Work required.
Where a line looks odd, keep it as it is and transcribe all the material.

Records to use.
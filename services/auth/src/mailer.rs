//! Transactional email dispatch
//!
//! Dispatch never fails the caller: every outcome, including transport
//! errors and timeouts, comes back as a [`DispatchOutcome`].

use async_trait::async_trait;
use serde::Serialize;
use std::time::Duration;
use tracing::{info, warn};

/// Result of a dispatch attempt
#[derive(Debug, Clone, PartialEq, Eq)]
pub struct DispatchOutcome {
    pub success: bool,
    pub error: Option<String>,
}

impl DispatchOutcome {
    pub fn sent() -> Self {
        Self {
            success: true,
            error: None,
        }
    }

    pub fn failed(error: impl Into<String>) -> Self {
        Self {
            success: false,
            error: Some(error.into()),
        }
    }
}

#[async_trait]
pub trait Mailer: Send + Sync {
    async fn send_verification_email(
        &self,
        address: &str,
        url: &str,
        display_name: &str,
    ) -> DispatchOutcome;

    async fn send_password_reset_email(
        &self,
        address: &str,
        url: &str,
        display_name: &str,
    ) -> DispatchOutcome;
}

/// Mail API settings
#[derive(Debug, Clone)]
pub struct HttpMailerConfig {
    /// Endpoint accepting `{from, to, subject, text}` JSON
    pub api_url: String,
    pub api_key: String,
    pub from: String,
    pub timeout: Duration,
}

#[derive(Serialize)]
struct OutboundMessage<'a> {
    from: &'a str,
    to: &'a str,
    subject: &'a str,
    text: String,
}

/// Sends mail through an HTTP transactional email provider
#[derive(Clone)]
pub struct HttpMailer {
    client: reqwest::Client,
    config: HttpMailerConfig,
}

impl HttpMailer {
    pub fn new(config: HttpMailerConfig) -> Result<Self, reqwest::Error> {
        let client = reqwest::Client::builder().timeout(config.timeout).build()?;
        Ok(Self { client, config })
    }

    async fn deliver(&self, to: &str, subject: &str, text: String) -> DispatchOutcome {
        let message = OutboundMessage {
            from: &self.config.from,
            to,
            subject,
            text,
        };

        let response = self
            .client
            .post(&self.config.api_url)
            .bearer_auth(&self.config.api_key)
            .json(&message)
            .send()
            .await;

        match response {
            Ok(response) if response.status().is_success() => {
                info!("Sent '{}' email to {}", subject, to);
                DispatchOutcome::sent()
            }
            Ok(response) => {
                DispatchOutcome::failed(format!("mail API responded {}", response.status()))
            }
            Err(e) if e.is_timeout() => DispatchOutcome::failed("mail API timed out"),
            Err(e) => DispatchOutcome::failed(e.to_string()),
        }
    }
}

#[async_trait]
impl Mailer for HttpMailer {
    async fn send_verification_email(
        &self,
        address: &str,
        url: &str,
        display_name: &str,
    ) -> DispatchOutcome {
        let text = format!(
            "Hi {},\n\nConfirm your email address to activate your Makazi account:\n{}\n\n\
             The link expires in 24 hours.",
            display_name, url
        );
        self.deliver(address, "Verify your email address", text).await
    }

    async fn send_password_reset_email(
        &self,
        address: &str,
        url: &str,
        display_name: &str,
    ) -> DispatchOutcome {
        let text = format!(
            "Hi {},\n\nUse the link below to choose a new password:\n{}\n\n\
             The link expires in 1 hour. Ignore this email if you did not ask for it.",
            display_name, url
        );
        self.deliver(address, "Reset your password", text).await
    }
}

/// Logs messages instead of sending them; used when no mail API is set
#[derive(Debug, Clone, Default)]
pub struct LogMailer;

#[async_trait]
impl Mailer for LogMailer {
    async fn send_verification_email(
        &self,
        address: &str,
        url: &str,
        _display_name: &str,
    ) -> DispatchOutcome {
        warn!("No mail API configured; verification link for {}: {}", address, url);
        DispatchOutcome::sent()
    }

    async fn send_password_reset_email(
        &self,
        address: &str,
        url: &str,
        _display_name: &str,
    ) -> DispatchOutcome {
        warn!("No mail API configured; reset link for {}: {}", address, url);
        DispatchOutcome::sent()
    }
}

#[cfg(test)]
mod tests {
    use super::*;
    use wiremock::matchers::{header, method, path};
    use wiremock::{Mock, MockServer, ResponseTemplate};

    fn mailer(server: &MockServer, timeout: Duration) -> HttpMailer {
        HttpMailer::new(HttpMailerConfig {
            api_url: format!("{}/send", server.uri()),
            api_key: "mail-key".to_string(),
            from: "no-reply@makazi.co.ke".to_string(),
            timeout,
        })
        .expect("client builds")
    }

    #[tokio::test]
    async fn accepted_message_is_a_success() {
        let server = MockServer::start().await;
        Mock::given(method("POST"))
            .and(path("/send"))
            .and(header("authorization", "Bearer mail-key"))
            .respond_with(ResponseTemplate::new(202))
            .expect(1)
            .mount(&server)
            .await;

        let outcome = mailer(&server, Duration::from_secs(5))
            .send_verification_email("njeri@example.com", "https://app/verify?t=1", "Njeri")
            .await;
        assert_eq!(outcome, DispatchOutcome::sent());
    }

    #[tokio::test]
    async fn provider_error_is_reported_not_raised() {
        let server = MockServer::start().await;
        Mock::given(method("POST"))
            .respond_with(ResponseTemplate::new(500))
            .mount(&server)
            .await;

        let outcome = mailer(&server, Duration::from_secs(5))
            .send_password_reset_email("njeri@example.com", "https://app/reset?t=1", "Njeri")
            .await;
        assert!(!outcome.success);
        assert!(outcome.error.unwrap_or_default().contains("500"));
    }

    #[tokio::test]
    async fn slow_provider_times_out() {
        let server = MockServer::start().await;
        Mock::given(method("POST"))
            .respond_with(ResponseTemplate::new(200).set_delay(Duration::from_millis(500)))
            .mount(&server)
            .await;

        let outcome = mailer(&server, Duration::from_millis(50))
            .send_verification_email("njeri@example.com", "https://app/verify?t=1", "Njeri")
            .await;
        assert_eq!(outcome, DispatchOutcome::failed("mail API timed out"));
    }
}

Result for this task.
filename services/auth/src/mailer.rs
//! Transactional email dispatch
//!
//! Dispatch never fails the caller: every outcome, including transport
//! errors and timeouts, comes back as a [`DispatchOutcome`].

use async_trait::async_trait;
use serde::Serialize;
use std::time::Duration;
use tracing::{info, warn};

/// Result of a dispatch attempt
#[derive(Debug, Clone, PartialEq, Eq)]
pub struct DispatchOutcome {
    pub success: bool,
    pub error: Option<String>,
}

impl DispatchOutcome {
    pub fn sent() -> Self {
        Self {
            success: true,
            error: None,
        }
    }

    pub fn failed(error: impl Into<String>) -> Self {
        Self {
            success: false,
            error: Some(error.into()),
        }
    }
}

#[async_trait]
pub trait Mailer: Send + Sync {
    async fn send_verification_email(
        &self,
        address: &str,
        url: &str,
        display_name: &str,
    ) -> DispatchOutcome;

    async fn send_password_reset_email(
        &self,
        address: &str,
        url: &str,
        display_name: &str,
    ) -> DispatchOutcome;
}

/// Mail API settings
#[derive(Debug, Clone)]
pub struct HttpMailerConfig {
    /// Endpoint accepting `{from, to, subject, text}` JSON
    pub api_url: String,
    pub api_key: String,
    pub from: String,
    pub timeout: Duration,
}

#[derive(Serialize)]
struct OutboundMessage<'a> {
    from: &'a str,
    to: &'a str,
    subject: &'a str,
    text: String,
}

/// Sends mail through an HTTP transactional email provider
#[derive(Clone)]
pub struct HttpMailer {
    client: reqwest::Client,
    config: HttpMailerConfig,
}

impl HttpMailer {
    pub fn new(config: HttpMailerConfig) -> Result<Self, reqwest::Error> {
        let client = reqwest::Client::builder().timeout(config.timeout).build()?;
        Ok(Self { client, config })
    }

    async fn deliver(&self, to: &str, subject: &str, text: String) -> DispatchOutcome {
        let message = OutboundMessage {
            from: &self.config.from,
            to,
            subject,
            text,
        };

        let response = self
            .client
            .post(&self.config.api_url)
            .bearer_auth(&self.config.api_key)
            .json(&message)
            .send()
            .await;

        match response {
            Ok(response) if response.status().is_success() => {
                info!("Sent '{}' email to {}", subject, to);
                DispatchOutcome::sent()
            }
            Ok(response) => {
                DispatchOutcome::failed(format!("mail API responded {}", response.status()))
            }
            Err(e) if e.is_timeout() => DispatchOutcome::failed("mail API timed out"),
            Err(e) => DispatchOutcome::failed(e.to_string()),
        }
    }
}

#[async_trait]
impl Mailer for HttpMailer {
    async fn send_verification_email(
        &self,
        address: &str,
        url: &str,
        display_name: &str,
    ) -> DispatchOutcome {
        let text = format!(
            "Hi {},\n\nConfirm your email address to activate your Makazi account:\n{}\n\n\
             The link expires in 24 hours.",
            display_name, url
        );
        self.deliver(address, "Verify your email address", text).await
    }

    async fn send_password_reset_email(
        &self,
        address: &str,
        url: &str,
        display_name: &str,
    ) -> DispatchOutcome {
        let text = format!(
            "Hi {},\n\nUse the link below to choose a new password:\n{}\n\n\
             The link expires in 1 hour. Ignore this email if you did not ask for it.",
            display_name, url
        );
        self.deliver(address, "Reset your password", text).await
    }
}

/// Logs messages instead of sending them; used when no mail API is set
#[derive(Debug, Clone, Default)]
pub struct LogMailer;

#[async_trait]
impl Mailer for LogMailer {
    async fn send_verification_email(
        &self,
        address: &str,
        url: &str,
        _display_name: &str,
    ) -> DispatchOutcome {
        warn!("No mail API configured; verification link for {}: {}", address, url);
        DispatchOutcome::sent()
    }

    async fn send_password_reset_email(
        &self,
        address: &str,
        url: &str,
        _display_name: &str,
    ) -> DispatchOutcome {
        warn!("No mail API configured; reset link for {}: {}", address, url);
        DispatchOutcome::sent()
    }
}

#[cfg(test)]
mod tests {
    use super::*;
    use wiremock::matchers::{header, method, path};
    use wiremock::{Mock, MockServer, ResponseTemplate};

    fn mailer(server: &MockServer, timeout: Duration) -> HttpMailer {
        HttpMailer::new(HttpMailerConfig {
            api_url: format!("{}/send", server.uri()),
            api_key: "mail-key".to_string(),
            from: "no-reply@makazi.co.ke".to_string(),
            timeout,
        })
        .expect("client builds")
    }

    #[tokio::test]
    async fn accepted_message_is_a_success() {
        let server = MockServer::start().await;
        Mock::given(method("POST"))
            .and(path("/send"))
            .and(header("authorization", "Bearer mail-key"))
            .respond_with(ResponseTemplate::new(202))
            .expect(1)
            .mount(&server)
            .await;

        let outcome = mailer(&server, Duration::from_secs(5))
            .send_verification_email("njeri@example.com", "https://app/verify?t=1", "Njeri")
            .await;
        assert_eq!(outcome, DispatchOutcome::sent());
    }

    #[tokio::test]
    async fn provider_error_is_reported_not_raised() {
        let server = MockServer::start().await;
        Mock::given(method("POST"))
            .respond_with(ResponseTemplate::new(500))
            .mount(&server)
            .await;

        let outcome = mailer(&server, Duration::from_secs(5))
            .send_password_reset_email("njeri@example.com", "https://app/reset?t=1", "Njeri")
            .await;
        assert!(!outcome.success);
        assert!(outcome.error.unwrap_or_default().contains("500"));
    }

    #[tokio::test]
    async fn slow_provider_times_out() {
        let server = MockServer::start().await;
        Mock::given(method("POST"))
            .respond_with(ResponseTemplate::new(200).set_delay(Duration::from_millis(500)))
            .mount(&server)
            .await;

        let outcome = mailer(&server, Duration::from_millis(50))
            .send_verification_email("njeri@example.com", "https://app/verify?t=1", "Njeri")
            .await;
        assert_eq!(outcome, DispatchOutcome::failed("mail API timed out"));
    }
}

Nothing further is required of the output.